Bisnis.com, JAKARTA -- Otoritas Jasa Keuangan (OJK) melaporkan bahwa kondisi perbankan Indonesia saat ini masih tahan banting atau resilien terhadap gejolak ekonomi global. Kondisi perbankan dari sisi intermediasi hingga permodalan pun terjaga dengan baik.
Kepala Eksekutif Pengawas Perbankan OJK Dian Ediana Rae mengatakan di tengah kebijakan hawkish negara-negara maju, tensi geopolitik tinggi, serta penurunan ekspor, perbankan Indonesia tetap resilien. "Intermediasi terjaga dan permodalan kuat," kata Dian dalam Konferensi Pers Hasil Rapat Dewan Komisioner (RDK) OJK pada Selasa (4/7/2023).
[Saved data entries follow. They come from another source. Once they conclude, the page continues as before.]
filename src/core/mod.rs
pub mod scan;
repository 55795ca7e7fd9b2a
//! Video file source using FFmpeg.
//!
//! Frames are decoded in order and converted to RGB24. Seeking decodes and
//! discards frames instead of jumping to a keyframe so the index of every
//! returned frame is exact.

use ffmpeg_next as ffmpeg;
use log::{debug, info};
use std::path::Path;

use super::error::SourceError;
use super::frame::Frame;
use super::source::{estimate_frame_count, FrameSource};

const AV_TIME_BASE: f64 = 1_000_000.0;

pub struct FfmpegSource {
    input: ffmpeg::format::context::Input,
    stream_index: usize,
    decoder: ffmpeg::codec::decoder::Video,
    scaler: ffmpeg::software::scaling::Context,
    width: u32,
    height: u32,
    total_frames: u64,
    position: u64,
    eof_sent: bool,
}

impl FfmpegSource {
    pub fn open(path: &Path) -> Result<Self, SourceError> {
        ffmpeg::init()?;
        let input = ffmpeg::format::input(&path)?;
        let container_seconds = input.duration() as f64 / AV_TIME_BASE;
        let stream = input
            .streams()
            .best(ffmpeg::media::Type::Video)
            .ok_or_else(|| SourceError::Decode(format!("{} has no video track", path.display())))?;
        let stream_index = stream.index();
        let total_frames = stream_frame_count(&stream, container_seconds).ok_or_else(|| {
            SourceError::Decode(format!(
                "{}: frame count unknown (no frame count, duration or frame rate)",
                path.display()
            ))
        })?;

        let context = ffmpeg::codec::context::Context::from_parameters(stream.parameters())?;
        let decoder = context.decoder().video()?;

        let scaler = ffmpeg::software::scaling::Context::get(
            decoder.format(),
            decoder.width(),
            decoder.height(),
            ffmpeg::util::format::pixel::Pixel::RGB24,
            decoder.width(),
            decoder.height(),
            ffmpeg::software::scaling::flag::Flags::BILINEAR,
        )?;

        let (width, height) = (decoder.width(), decoder.height());
        info!(
            "🎬 FfmpegSource: {} ({}x{}, {} frames)",
            path.display(),
            width,
            height,
            total_frames
        );

        Ok(Self {
            input,
            stream_index,
            decoder,
            scaler,
            width,
            height,
            total_frames,
            position: 0,
            eof_sent: false,
        })
    }

    fn next_packet(&mut self) -> Option<ffmpeg::Packet> {
        let index = self.stream_index;
        self.input
            .packets()
            .find(|(stream, _)| stream.index() == index)
            .map(|(_, packet)| packet)
    }

    fn decode_next(&mut self) -> Result<Option<ffmpeg::frame::Video>, SourceError> {
        let mut decoded = ffmpeg::frame::Video::empty();
        loop {
            if self.decoder.receive_frame(&mut decoded).is_ok() {
                return Ok(Some(decoded));
            }
            if self.eof_sent {
                return Ok(None);
            }
            match self.next_packet() {
                Some(packet) => self.decoder.send_packet(&packet)?,
                None => {
                    self.decoder.send_eof()?;
                    self.eof_sent = true;
                }
            }
        }
    }
}

fn stream_frame_count(
    stream: &ffmpeg::format::stream::Stream,
    container_seconds: f64,
) -> Option<u64> {
    let track_seconds = stream.duration() as f64 * f64::from(stream.time_base());
    let mut rate = f64::from(stream.avg_frame_rate());
    if rate.is_nan() || rate <= 0.0 {
        rate = f64::from(stream.rate());
    }
    estimate_frame_count(stream.frames(), track_seconds, container_seconds, rate)
}

impl FrameSource for FfmpegSource {
    fn dimensions(&self) -> (u32, u32) {
        (self.width, self.height)
    }

    fn total_frames(&self) -> u64 {
        self.total_frames
    }

    fn seek(&mut self, frame_index: u64) -> Result<(), SourceError> {
        if frame_index < self.position {
            return Err(SourceError::Decode(format!(
                "cannot seek backwards from {} to {}",
                self.position, frame_index
            )));
        }

        debug!("Skipping {} frames", frame_index - self.position);
        while self.position < frame_index {
            if self.decode_next()?.is_none() {
                return Err(SourceError::SeekOutOfRange {
                    target: frame_index,
                    total: self.position,
                });
            }
            self.position += 1;
        }
        Ok(())
    }

    fn next_frame(&mut self) -> Result<Option<Frame>, SourceError> {
        let Some(decoded) = self.decode_next()? else {
            return Ok(None);
        };

        let mut rgb = ffmpeg::frame::Video::empty();
        self.scaler.run(&decoded, &mut rgb)?;
        let pixels = frame_to_pixels(&rgb)?;

        let frame = Frame::new(rgb.width(), rgb.height(), pixels, self.position);
        self.position += 1;
        Ok(Some(frame))
    }
}

fn frame_to_pixels(frame: &ffmpeg::frame::Video) -> Result<Vec<u8>, SourceError> {
    let row_bytes = frame.width() as usize * 3;
    let height = frame.height() as usize;
    let stride = frame.stride(0);
    let data = frame.data(0);

    if stride == row_bytes {
        return Ok(data[..row_bytes * height].to_vec());
    }

    let mut pixels = Vec::with_capacity(row_bytes * height);
    for row in 0..height {
        let start = row * stride;
        let chunk = data
            .get(start..start + row_bytes)
            .ok_or_else(|| SourceError::Decode("ffmpeg frame row is out of bounds".into()))?;
        pixels.extend_from_slice(chunk);
    }
    Ok(pixels)
}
Berdasarkan laporan OJK, penyaluran kredit perbankan pada Mei 2023 tumbuh 9,39 persen secara tahunan (year-on-year/yoy) menjadi Rp6.577 triliun. Pertumbuhan kredit bank pada Mei 2023 itu lebih pesat dibandingkan bulan sebelumnya sebesar 8,08 persen yoy.
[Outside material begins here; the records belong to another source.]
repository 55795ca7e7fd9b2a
//! 事件合并 - 把连续触发帧合并为一次事件，并导出网页使用的 saves 列表

use serde::Serialize;
use std::io::BufRead;

use super::error::SourceError;
use super::sink::{DetectionRecord, HEADER};

/// A run of triggering frames that belong to one on-screen flash.
#[derive(Debug, Clone, PartialEq, Serialize)]
pub struct DetectedEvent {
    pub first_frame: u64,
    pub last_frame: u64,
    pub peak_score: f64,
    pub frames: u64,
}

/// Parses `frame;value` lines. A header line and blank lines are skipped.
pub fn read_records<R: BufRead>(reader: R) -> Result<Vec<DetectionRecord>, SourceError> {
    let mut records = Vec::new();

    for (line_no, line) in reader.lines().enumerate() {
        let line = line?;
        let line = line.trim();
        if line.is_empty() || line == HEADER {
            continue;
        }

        let bad_line = || SourceError::Decode(format!("line {}: malformed record '{}'", line_no + 1, line));
        let (frame, value) = line.split_once(';').ok_or_else(bad_line)?;
        let frame_index = frame.trim().parse::<u64>().map_err(|_| bad_line())?;
        let score = value.trim().parse::<f64>().map_err(|_| bad_line())?;

        records.push(DetectionRecord { frame_index, score });
    }

    Ok(records)
}

/// Groups records whose frame indices are at most `max_gap` apart.
/// Records are expected in increasing frame order.
pub fn collapse(records: &[DetectionRecord], max_gap: u64) -> Vec<DetectedEvent> {
    let mut events: Vec<DetectedEvent> = Vec::new();

    for record in records {
        match events.last_mut() {
            Some(event) if record.frame_index.saturating_sub(event.last_frame) <= max_gap => {
                event.last_frame = record.frame_index;
                event.peak_score = event.peak_score.max(record.score);
                event.frames += 1;
            }
            _ => events.push(DetectedEvent {
                first_frame: record.frame_index,
                last_frame: record.frame_index,
                peak_score: record.score,
                frames: 1,
            }),
        }
    }

    events
}

/// Event start positions, as frame indices and as seconds.
#[derive(Debug, Clone, PartialEq, Serialize)]
pub struct SaveList {
    pub saves: Vec<u64>,
    pub seconds: Vec<f64>,
}

impl SaveList {
    pub fn from_events(events: &[DetectedEvent], fps: f64) -> Self {
        let saves: Vec<u64> = events.iter().map(|e| e.first_frame).collect();
        let seconds = saves.iter().map(|&f| f as f64 / fps).collect();
        Self { saves, seconds }
    }

    pub fn to_json(&self) -> serde_json::Result<String> {
        serde_json::to_string_pretty(self)
    }
}
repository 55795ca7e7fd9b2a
//! 闪烁扫描器

use log::{error, info};
use std::path::Path;
use std::sync::atomic::AtomicBool;
use std::sync::Arc;

use crate::config::{OutputTarget, ScanSettings};
use crate::core::scan::source::is_image_path;
use crate::core::scan::{
    FileSink, FrameSource, Geometry, ImageSequenceSource, ProgressReporter, ResultSink, ScanError,
    ScanLoop, ScanSummary, StdoutSink,
};

/// 闪烁扫描器 - 打开输入、构建扫描循环、管理输出生命周期
///
/// ```no_run
/// use flashscan::api::FlashScanner;
/// use flashscan::config::{OutputTarget, ScanSettings};
///
/// let scanner = FlashScanner::create(ScanSettings::default());
/// let geometry = "120x40+16+900".parse().unwrap();
/// let summary = scanner
///     .scan("stream.mp4".as_ref(), geometry, &OutputTarget::Stdout)
///     .unwrap();
/// println!("{} detections", summary.detections);
/// ```
pub struct FlashScanner {
    settings: ScanSettings,
    cancel: Arc<AtomicBool>,
}

impl FlashScanner {
    pub fn create(settings: ScanSettings) -> Self {
        info!("🎬 FlashScanner: created");
        Self {
            settings,
            cancel: Arc::new(AtomicBool::new(false)),
        }
    }

    pub fn settings(&self) -> &ScanSettings {
        &self.settings
    }

    /// Setting this flag stops a running scan before its next frame.
    pub fn cancel_flag(&self) -> Arc<AtomicBool> {
        Arc::clone(&self.cancel)
    }

    /// Still images and image directories decode through `image`; anything else
    /// is treated as a video file.
    pub fn open_source(input: &Path) -> Result<Box<dyn FrameSource>, ScanError> {
        if input.is_dir() || is_image_path(input) {
            let source = ImageSequenceSource::open(input).map_err(ScanError::SourceOpen)?;
            return Ok(Box::new(source));
        }

        #[cfg(feature = "ffmpeg")]
        {
            let source =
                crate::core::scan::FfmpegSource::open(input).map_err(ScanError::SourceOpen)?;
            Ok(Box::new(source))
        }
        #[cfg(not(feature = "ffmpeg"))]
        {
            Err(ScanError::SourceOpen(crate::core::scan::SourceError::Decode(format!(
                "{}: video input requires the ffmpeg feature",
                input.display()
            ))))
        }
    }

    pub fn open_sink(target: &OutputTarget) -> Result<Box<dyn ResultSink>, ScanError> {
        match target {
            OutputTarget::File(path) => {
                info!("📝 Writing results to {}", path.display());
                Ok(Box::new(FileSink::create(path)?))
            }
            OutputTarget::Stdout => Ok(Box::new(StdoutSink::stdout())),
        }
    }

    fn build_loop(&self, source: &dyn FrameSource, geometry: Geometry) -> Result<ScanLoop, ScanError> {
        let scan = ScanLoop::for_source(
            source,
            geometry,
            self.settings.start_frame,
            self.settings.detector()?,
            self.settings.classifier()?,
        )?;
        Ok(scan.with_cancel_flag(self.cancel_flag()))
    }

    fn run_loop(
        &self,
        scan: &ScanLoop,
        source: &mut dyn FrameSource,
        sink: &mut dyn ResultSink,
    ) -> Result<ScanSummary, ScanError> {
        let mut reporter = ProgressReporter::new(scan.range().len(), self.settings.report_interval());
        scan.run(source, sink, &mut reporter)
    }

    /// Scans `source` into `sink`. The sink stays open.
    pub fn scan_source(
        &self,
        source: &mut dyn FrameSource,
        geometry: Geometry,
        sink: &mut dyn ResultSink,
    ) -> Result<ScanSummary, ScanError> {
        let scan = self.build_loop(source, geometry)?;
        self.run_loop(&scan, source, sink)
    }

    /// Opens input and output, scans, then closes the output even when the
    /// scan failed so every record already written stays on disk.
    pub fn scan(
        &self,
        input: &Path,
        geometry: Geometry,
        output: &OutputTarget,
    ) -> Result<ScanSummary, ScanError> {
        let mut source = Self::open_source(input)?;
        // configuration problems surface before the output file is touched
        let scan = self.build_loop(source.as_ref(), geometry)?;

        let mut sink = Self::open_sink(output)?;
        let result = self.run_loop(&scan, source.as_mut(), sink.as_mut());
        let closed = sink.close();

        match (result, closed) {
            (Ok(summary), Ok(())) => Ok(summary),
            (Ok(_), Err(e)) => Err(e),
            (Err(e), closed) => {
                if let Err(close_err) = closed {
                    error!("❌ Failed to close output after scan error: {}", close_err);
                }
                Err(e)
            }
        }
    }
}

impl Drop for FlashScanner {
    fn drop(&mut self) {
        info!("🗑️ FlashScanner: released");
    }
}
use std::fs;
use std::io::BufReader;
use std::path::Path;

use flashscan::api::FlashScanner;
use flashscan::config::{OutputTarget, ScanSettings};
use flashscan::core::scan::{
    collapse, read_records, DetectionRecord, FileSink, Frame, Geometry, MemorySource, ResultSink,
    SaveList, ScanError, StopReason,
};

const BACKGROUND: [u8; 3] = [30, 30, 30];
const FLASH: [u8; 3] = [255, 200, 0];

fn frame(index: u64, lit: bool) -> Frame {
    let mut f = Frame::filled(32, 24, BACKGROUND, index);
    if lit {
        f.fill_rect(10, 8, 8, 6, FLASH);
    }
    f
}

fn write_sequence(dir: &Path, count: u64, lit: &[u64]) {
    for i in 0..count {
        let image = frame(i, lit.contains(&i)).into_rgb_image().unwrap();
        image.save(dir.join(format!("frame_{:03}.png", i))).unwrap();
    }
}

fn region() -> Geometry {
    "8x6+10+8".parse().unwrap()
}

#[test]
fn test_image_sequence_to_results_file() {
    let frames = tempfile::tempdir().unwrap();
    write_sequence(frames.path(), 10, &[3, 7]);
    let out = tempfile::tempdir().unwrap();
    let results = out.path().join("saves.csv");

    let scanner = FlashScanner::create(ScanSettings::default());
    let summary = scanner
        .scan(frames.path(), region(), &OutputTarget::File(results.clone()))
        .unwrap();

    assert_eq!(summary.stop, StopReason::Completed);
    assert_eq!(summary.frames_processed, 10);
    assert_eq!(summary.detections, 2);
    assert_eq!(
        fs::read_to_string(&results).unwrap(),
        "frame;value\n3;255.0\n7;255.0\n"
    );
}

#[test]
fn test_no_triggers_leaves_only_header() {
    let frames = tempfile::tempdir().unwrap();
    write_sequence(frames.path(), 4, &[]);
    let out = tempfile::tempdir().unwrap();
    let results = out.path().join("saves.csv");

    let scanner = FlashScanner::create(ScanSettings::default());
    let summary = scanner
        .scan(frames.path(), region(), &OutputTarget::File(results.clone()))
        .unwrap();

    assert_eq!(summary.detections, 0);
    assert_eq!(fs::read_to_string(&results).unwrap(), "frame;value\n");
}

#[test]
fn test_start_frame_skips_earlier_flashes() {
    let frames = tempfile::tempdir().unwrap();
    write_sequence(frames.path(), 10, &[3, 7]);
    let out = tempfile::tempdir().unwrap();
    let results = out.path().join("saves.csv");

    let scanner = FlashScanner::create(ScanSettings {
        start_frame: 5,
        ..Default::default()
    });
    let summary = scanner
        .scan(frames.path(), region(), &OutputTarget::File(results.clone()))
        .unwrap();

    assert_eq!(summary.frames_processed, 5);
    assert_eq!(
        fs::read_to_string(&results).unwrap(),
        "frame;value\n7;255.0\n"
    );
}

#[test]
fn test_region_outside_frame_creates_no_output() {
    let frames = tempfile::tempdir().unwrap();
    write_sequence(frames.path(), 2, &[]);
    let out = tempfile::tempdir().unwrap();
    let results = out.path().join("saves.csv");

    let scanner = FlashScanner::create(ScanSettings::default());
    let err = scanner
        .scan(
            frames.path(),
            Geometry::new(20, 20, 20, 10),
            &OutputTarget::File(results.clone()),
        )
        .unwrap_err();

    assert!(matches!(err, ScanError::Config(_)));
    assert!(!results.exists());
}

#[test]
fn test_source_fault_keeps_earlier_records_on_disk() {
    let frames = (0..8).map(|i| frame(i, i == 1 || i == 3)).collect();
    let mut source = MemorySource::new(frames).unwrap().with_fault_at(4);
    let out = tempfile::tempdir().unwrap();
    let results = out.path().join("saves.csv");
    let mut sink = FileSink::create(&results).unwrap();

    let scanner = FlashScanner::create(ScanSettings::default());
    let err = scanner
        .scan_source(&mut source, region(), &mut sink)
        .unwrap_err();
    sink.close().unwrap();

    assert!(matches!(err, ScanError::SourceFault { frame_index: 4, .. }));
    assert_eq!(
        fs::read_to_string(&results).unwrap(),
        "frame;value\n1;255.0\n3;255.0\n"
    );
}

#[test]
fn test_results_collapse_into_save_list() {
    let frames = (0..12).map(|i| frame(i, matches!(i, 2 | 3 | 4 | 9))).collect();
    let mut source = MemorySource::new(frames).unwrap();
    let mut records: Vec<DetectionRecord> = Vec::new();

    let scanner = FlashScanner::create(ScanSettings::default());
    scanner
        .scan_source(&mut source, region(), &mut records)
        .unwrap();

    let text: String = std::iter::once("frame;value".to_string())
        .chain(records.iter().map(|r| r.to_line()))
        .map(|l| l + "\n")
        .collect();
    let parsed = read_records(BufReader::new(text.as_bytes())).unwrap();
    assert_eq!(parsed, records);

    let events = collapse(&parsed, 1);
    assert_eq!(events.len(), 2);
    assert_eq!((events[0].first_frame, events[0].last_frame), (2, 4));

    let saves = SaveList::from_events(&events, 3.0);
    assert_eq!(saves.saves, vec![2, 9]);
    assert_eq!(saves.seconds, vec![2.0 / 3.0, 3.0]);
}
Kemudian, bank meraup dana pihak ketiga (DPK) sebesar Rp8.007 triliun pada 2023, tumbuh 6,55 persen yoy.
Dari sisi permodalan, bank mencatatkan rasio kecukupan modal (capital adequacy ratio/CAR) sebesar 25,2 persen per Mei 2023.
"Likuditas perbankan pada Mei 2023 juga memadai dilihat dari rasio likuiditas yang terjaga, jauh di atas ambang batas ketentuannya," katanya.
Baca Juga
Alat likuid per non core deposit (AL/NCD) serta alat likuid per DPK (AL/DPK) masing-masing sebesar 123,27 persen dan 27,52 persen pada Mei 2023.
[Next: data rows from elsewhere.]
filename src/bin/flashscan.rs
//! flashscan - scan a fixed screen region for colored flashes

use clap::{Args, Parser, Subcommand};
use std::fs::File;
use std::io::BufReader;
use std::path::PathBuf;
use std::process::ExitCode;
use std::sync::atomic::Ordering;

use flashscan::api::FlashScanner;
use flashscan::config::{OutputTarget, ScanSettings};
use flashscan::core::scan::{collapse, read_records, Geometry, SaveList, SignalBand, StopReason};

const EXIT_FAILURE: u8 = 1;
const EXIT_INTERRUPTED: u8 = 130;

#[derive(Parser, Debug)]
#[command(author, version, about)]
struct Cli {
    #[command(subcommand)]
    command: Command,
}

#[derive(Subcommand, Debug)]
enum Command {
    /// Scan a video or image sequence and write `frame;value` records.
    Scan(ScanArgs),
    /// Collapse a results file into events and print a save list as JSON.
    Events(EventsArgs),
}

#[derive(Args, Debug)]
struct ScanArgs {
    /// Region to watch, as WIDTHxHEIGHT+X+Y.
    #[arg(short, long)]
    geometry: Geometry,
    /// Video file, still image, or directory of frames.
    #[arg(short, long)]
    input: PathBuf,
    /// Results file. Records go to stdout without a header when omitted.
    output: Option<PathBuf>,
    /// First frame index to scan.
    #[arg(long)]
    start: Option<u64>,
    /// Trigger threshold on the 0..=255 intensity scale.
    #[arg(long)]
    threshold: Option<f64>,
    /// Seconds between progress reports.
    #[arg(long, value_name = "SECS")]
    interval: Option<u64>,
    /// Mask worker threads (0 = one per CPU).
    #[arg(long)]
    workers: Option<usize>,
    /// TOML settings file; flags above override it.
    #[arg(long)]
    config: Option<PathBuf>,
    /// Use the brightness mask instead of the color band.
    #[arg(long, value_name = "LEVEL", num_args = 0..=1, default_missing_value = "230")]
    luma: Option<u8>,
    #[arg(short, long)]
    verbose: bool,
}

#[derive(Args, Debug)]
struct EventsArgs {
    /// Results file written by `scan`.
    results: PathBuf,
    /// Frame rate used to turn frame indices into seconds.
    #[arg(long, default_value_t = 30.0)]
    fps: f64,
    /// Records at most this many frames apart belong to one event.
    #[arg(long, default_value_t = 1)]
    max_gap: u64,
    #[arg(short, long)]
    verbose: bool,
}

fn main() -> ExitCode {
    let cli = Cli::parse();
    match cli.command {
        Command::Scan(args) => run_scan(args),
        Command::Events(args) => run_events(args),
    }
}

fn settings_for(args: &ScanArgs) -> Result<ScanSettings, String> {
    let mut settings = match &args.config {
        Some(path) => ScanSettings::load(path).map_err(|e| e.to_string())?,
        None => ScanSettings::default(),
    };
    if let Some(start) = args.start {
        settings.start_frame = start;
    }
    if let Some(threshold) = args.threshold {
        settings.threshold = threshold;
    }
    if let Some(interval) = args.interval {
        settings.report_interval_secs = interval;
    }
    if let Some(workers) = args.workers {
        settings.workers = workers;
    }
    if let Some(level) = args.luma {
        settings.band = SignalBand::luma(level);
    }
    Ok(settings)
}

fn run_scan(args: ScanArgs) -> ExitCode {
    flashscan::init_logging(args.verbose);

    let settings = match settings_for(&args) {
        Ok(s) => s,
        Err(e) => {
            log::error!("❌ {}", e);
            return ExitCode::from(EXIT_FAILURE);
        }
    };
    log::debug!("settings: {:?}", settings);

    let scanner = FlashScanner::create(settings);
    let cancel = scanner.cancel_flag();
    if let Err(e) = ctrlc::set_handler(move || cancel.store(true, Ordering::SeqCst)) {
        log::warn!("⚠️ Ctrl-C handler unavailable: {}", e);
    }

    let output = OutputTarget::from(args.output);
    match scanner.scan(&args.input, args.geometry, &output) {
        Ok(summary) if summary.stop == StopReason::Interrupted => {
            log::warn!(
                "⏹️ Interrupted after {} frames, resume with --start {}",
                summary.frames_processed,
                summary.next_frame
            );
            ExitCode::from(EXIT_INTERRUPTED)
        }
        Ok(summary) => {
            log::info!(
                "✅ Scan complete: {} frames, {} detections in {:.1}s",
                summary.frames_processed,
                summary.detections,
                summary.elapsed.as_secs_f64()
            );
            ExitCode::SUCCESS
        }
        Err(e) => {
            log::error!("❌ {}", e);
            ExitCode::from(EXIT_FAILURE)
        }
    }
}

fn run_events(args: EventsArgs) -> ExitCode {
    flashscan::init_logging(args.verbose);

    if !(args.fps.is_finite() && args.fps > 0.0) {
        log::error!("❌ fps must be positive, got {}", args.fps);
        return ExitCode::from(EXIT_FAILURE);
    }

    let records = match File::open(&args.results)
        .map_err(|e| e.to_string())
        .and_then(|f| read_records(BufReader::new(f)).map_err(|e| e.to_string()))
    {
        Ok(r) => r,
        Err(e) => {
            log::error!("❌ {}: {}", args.results.display(), e);
            return ExitCode::from(EXIT_FAILURE);
        }
    };

    let events = collapse(&records, args.max_gap);
    log::info!("{} records -> {} events", records.len(), events.len());

    match SaveList::from_events(&events, args.fps).to_json() {
        Ok(json) => {
            println!("{}", json);
            ExitCode::SUCCESS
        }
        Err(e) => {
            log::error!("❌ {}", e);
            ExitCode::from(EXIT_FAILURE)
        }
    }
}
Ketua Dewan Komisioner OJK Mahendra Siregar juga mengungkapkan bahwa stabilitas sistem keuangan di Indonesia, termasuk perbankan tetap terjaga dengan baik mengacu laporan Dana Moneter Internasional (International Monetary Fund/IMF).
"Dalam rilis IMF The Global Bank Stress Test, dalam skenario ekonomi memburuk stabilitas sistem keuangan Indonesia tetap dapat terjaga dengan baik. Hal ini didukung dengan buffer permodalan serta likuiditas perbankan Indonesia, mampu menyerap risiko yang muncul," kata Mahendra dalam kesempatan yang sama.
Menurut Mahendra, sektor jasa keuangan juga terjaga stabil di tengah divergensi perekonomian global. Divergensi yang dimaksud Mahendra adalah perbedaan langkah-langkah yang diambil berbagai otoritas di dunia terutama di negara besar terkait kondisi ekonomi masing-masing.
Ia mengatakan, The Fed menahan laju suku bunga acuannya seiring dengan meredanya inflasi. Lalu, di Eropa suku bunga acuan masih dalam tren kenaikan sejalan dengan inflasi yang persisten tinggi.
Di tengah divergensi itu, OJK menilai sektor jasa keuangan Indonesia tetap terjaga stabil dengan permodalan kuat dan intermediasi kembali meningkat.
"Di domestik, kinerja perekonomian nasional positif dan tekanan inflasi mereda kembali ke target 4 persen yoy," tutur Mahendra.